“Le metamorfosi” – F. Kafka

Tutti hanno letto Kafka, anche chi non ha letto Kafka. Le sue Metamorfosi, infatti, fanno parte di quel bagaglio culturale che pressoché tutti possiedono: chi non ha mai sentito parlare del racconto sul tizio che diventa uno scarafaggio? Gusto per l’orrido e disgusto fanno poi il resto nel creare un’aura di miticità attorno a questo racconto. Questa è un’arma a doppio taglio: sicuramente al fu Kafka farebbe piacere sapere della fama raggiunta, ma al tempo stesso in pochi leggono davvero il suo racconto perché “tanto si sa già cosa succede”.

Sì, un tizio diventa insetto, ma non finisce lì…

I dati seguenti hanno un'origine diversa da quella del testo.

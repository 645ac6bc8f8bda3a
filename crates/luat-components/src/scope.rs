// Copyright 2019-2026 Maravilla Labs, operated by SOLUTAS GmbH, Switzerland
// SPDX-License-Identifier: Apache-2.0
// SPDX-License-Identifier: MIT

//! Template scope construction.
//!
//! The variables of one render are merged from these sources, each one
//! overriding the ones before it:
//!
//! 1. the ambient context
//! 2. `this`: the component, or a [`Hierarchy`] for embedded renders
//! 3. `computed`: a [`ComputedPropertiesProxy`] over the component
//! 4. the attributes bag, under the metadata's attributes variable
//! 5. the exposed variables (public properties, then exposed members)

use crate::component::{lcfirst, Component, ExposeTarget, PropertyAccessor};
use crate::computed::ComputedPropertiesProxy;
use crate::error::{ComponentError, Result};
use crate::events::PreRenderEvent;
use crate::hierarchy::extend_hierarchy;
use crate::mounted::{ComponentMetadata, MountedComponent};
use crate::value::{Value, Variables};
use std::rc::Rc;

/// Collects the variables a component exposes to its template.
///
/// Public properties come first when `expose_public_props` is set, then the
/// entries of the component's exposure table in declaration order. Names
/// are not deduplicated; a later entry wins once the list becomes a map.
///
/// # Errors
///
/// Returns [`ComponentError::Logic`] for an exposed method that requires
/// parameters, and propagates failures of getters and property reads.
pub fn exposed_variables(
    component: &dyn Component,
    expose_public_props: bool,
    accessor: &dyn PropertyAccessor,
) -> Result<Vec<(String, Value)>> {
    let mut exposed = Vec::new();

    if expose_public_props {
        exposed.extend(component.public_properties());
    }

    for entry in component.exposed() {
        if let ExposeTarget::Property { property, getter } = entry.target {
            let value = match getter {
                Some(getter) => component.call(getter.trim_end_matches(['(', ')']), &[])?,
                None => accessor.get_value(component, property)?,
            };
            exposed.push((entry.name.unwrap_or(property).to_string(), value));
        }
    }

    for entry in component.exposed() {
        if let ExposeTarget::Method {
            method,
            required_params,
        } = entry.target
        {
            let name = match entry.name {
                Some(name) => name.to_string(),
                None => match method.strip_prefix("get") {
                    Some(rest) => lcfirst(rest),
                    None => method.to_string(),
                },
            };

            if required_params > 0 {
                return Err(ComponentError::Logic(format!(
                    "Cannot expose methods with required parameters in templates ({}::{}).",
                    component.type_name(),
                    method
                )));
            }

            exposed.push((name, component.call(method, &[])?));
        }
    }

    Ok(exposed)
}

/// Builds the variables for rendering `mounted`.
///
/// When the context is marked as embedded and already binds `this`, the
/// new component is added to a [`Hierarchy`](crate::Hierarchy) rooted at
/// the enclosing binding. Otherwise `this` is the component itself.
pub fn build_scope(
    mounted: &MountedComponent,
    metadata: &ComponentMetadata,
    context: Variables,
    accessor: &dyn PropertyAccessor,
) -> Result<Variables> {
    let component: &Rc<dyn Component> = mounted.component();

    let embedded = context
        .get(PreRenderEvent::EMBEDDED)
        .and_then(Value::as_bool)
        .unwrap_or(false);
    let this = match context.get("this") {
        Some(outer) if embedded => Value::Hierarchy(extend_hierarchy(outer, component.clone())?),
        _ => Value::Component(component.clone()),
    };

    let mut variables = context;
    variables.insert("this".to_string(), this);
    variables.insert(
        "computed".to_string(),
        Value::Computed(ComputedPropertiesProxy::new(component.clone())),
    );
    variables.insert(
        metadata.attributes_var().to_string(),
        Value::Attributes(mounted.attributes().clone()),
    );
    variables.extend(exposed_variables(
        component.as_ref(),
        metadata.is_public_props_exposed(),
        accessor,
    )?);

    Ok(variables)
}
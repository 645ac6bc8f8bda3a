// Copyright 2019-2026 Maravilla Labs, operated by SOLUTAS GmbH, Switzerland
// SPDX-License-Identifier: Apache-2.0
// SPDX-License-Identifier: MIT

//! Ancestor chains for nested and embedded components.
//!
//! When a component is embedded inside another component's markup, its
//! template sees `this` as a [`Hierarchy`]: member access resolves against
//! the innermost component only, and `parent` walks one level outward.
//!
//! Member lookup order:
//!
//! 1. a property with exactly that name (a null property counts as absent)
//! 2. a keyed entry, for map-like components
//! 3. a method named exactly that, then `get<Name>`, `is<Name>`, `has<Name>`
//!
//! Anything else fails with [`ComponentError::InvalidArgument`].

use crate::component::{normalize_method, Component};
use crate::error::{ComponentError, Result};
use crate::value::Value;
use std::fmt;
use std::rc::Rc;

/// Result of looking a member up on a component.
#[derive(Debug, Clone, PartialEq)]
pub enum Member {
    /// A property or keyed entry with its current value.
    Value(Value),
    /// The name of the method that implements the member.
    Method(String),
}

/// Looks `name` up on a single component.
pub fn lookup_member(component: &dyn Component, name: &str) -> Result<Member> {
    if let Some(value) = component.property(name).filter(|v| !v.is_null()) {
        return Ok(Member::Value(value));
    }

    if let Some(value) = component.offset_get(name).filter(|v| !v.is_null()) {
        return Ok(Member::Value(value));
    }

    normalize_method(component, name)
        .map(Member::Method)
        .ok_or_else(|| component.member_not_found(name))
}

/// Looks `name` up on a component and calls it when it is a method.
pub fn resolve_member(component: &dyn Component, name: &str, args: &[Value]) -> Result<Value> {
    match lookup_member(component, name)? {
        Member::Value(value) => Ok(value),
        Member::Method(method) => component.call(&method, args),
    }
}

struct Node {
    component: Rc<dyn Component>,
    parent: Option<Hierarchy>,
}

/// An immutable node in a chain of enclosing components.
///
/// Cloning is cheap; [`add`](Hierarchy::add) never mutates existing nodes.
#[derive(Clone)]
pub struct Hierarchy {
    node: Rc<Node>,
}

impl Hierarchy {
    /// Type name registered with the escaping registry.
    pub const TYPE_NAME: &'static str = "Hierarchy";

    /// Creates a root node.
    pub fn new(component: Rc<dyn Component>) -> Self {
        Self {
            node: Rc::new(Node {
                component,
                parent: None,
            }),
        }
    }

    /// Returns a new node wrapping `component` whose parent is `self`.
    pub fn add(&self, component: Rc<dyn Component>) -> Self {
        Self {
            node: Rc::new(Node {
                component,
                parent: Some(self.clone()),
            }),
        }
    }

    /// The wrapped component.
    pub fn component(&self) -> &Rc<dyn Component> {
        &self.node.component
    }

    /// The enclosing node, or `None` at the root.
    pub fn parent(&self) -> Option<&Hierarchy> {
        self.node.parent.as_ref()
    }

    /// Number of nodes from this one to the root, inclusive.
    pub fn depth(&self) -> usize {
        std::iter::successors(Some(self), |node| node.parent()).count()
    }

    /// Looks a member up on the wrapped component, never on ancestors.
    pub fn lookup(&self, name: &str) -> Result<Member> {
        lookup_member(self.node.component.as_ref(), name)
    }

    /// Resolves a member on the wrapped component, calling methods with `args`.
    pub fn resolve(&self, name: &str, args: &[Value]) -> Result<Value> {
        resolve_member(self.node.component.as_ref(), name, args)
    }

    /// Returns true if both handles point to the same node.
    pub fn ptr_eq(&self, other: &Hierarchy) -> bool {
        Rc::ptr_eq(&self.node, &other.node)
    }
}

impl fmt::Debug for Hierarchy {
    fn fmt(&self, f: &mut fmt::Formatter<'_>) -> fmt::Result {
        let chain: Vec<&str> = std::iter::successors(Some(self), |node| node.parent())
            .map(|node| node.node.component.type_name())
            .collect();
        f.debug_struct("Hierarchy").field("chain", &chain).finish()
    }
}

impl From<Hierarchy> for Value {
    fn from(hierarchy: Hierarchy) -> Self {
        Value::Hierarchy(hierarchy)
    }
}

/// Builds the `this` binding for an embedded render.
///
/// An enclosing hierarchy is extended; an enclosing component becomes the
/// root of a new chain.
pub(crate) fn extend_hierarchy(outer: &Value, component: Rc<dyn Component>) -> Result<Hierarchy> {
    let hierarchy = match outer {
        Value::Hierarchy(hierarchy) => hierarchy.clone(),
        Value::Component(outer) => Hierarchy::new(outer.clone()),
        other => {
            return Err(ComponentError::TypeError(format!(
                "cannot nest a component under a \"{}\" value bound to \"this\"",
                other.type_name()
            )))
        }
    };
    Ok(hierarchy.add(component))
}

Per certi versi le cose stanno in effetti così: la premessa è quella, la metamorfosi di un povero disgraziato in insetto. Quello però è solo il punto di partenza. La cosa più interessante (e meno nota) sono le reazioni del resto della famiglia dopo la metamorfosi. Su questo si concentra la penna arguta e disincantata di Kafka. Il processo di disumanizzazione, subita e percepita, del protagonista è il vero orrore del racconto, non la metamorfosi.

Il finale è amaro, anzi amarissimo: come negli altri racconti di Kafka (leggere per credere) non si apre nemmeno un barlume di luce e di speranza. Il mondo è indifferente e gli esseri umani oscillano tra l’ipocrita, l’ignorante e l’apertamente malvagio. Per questo Kafka non è piacevole da leggere, ma fa comunque bene e spinge a riflettere. Chi siamo noi? Siamo l’insetto, siamo quelli che lo ignorano, quelli che lo spingono via? Ci sono alternative? Come possiamo liberarci dal circolo vizioso di dolore e crudeltà? Sì, Kafka non è piacevole, ma ogni tanto fa bene leggerlo.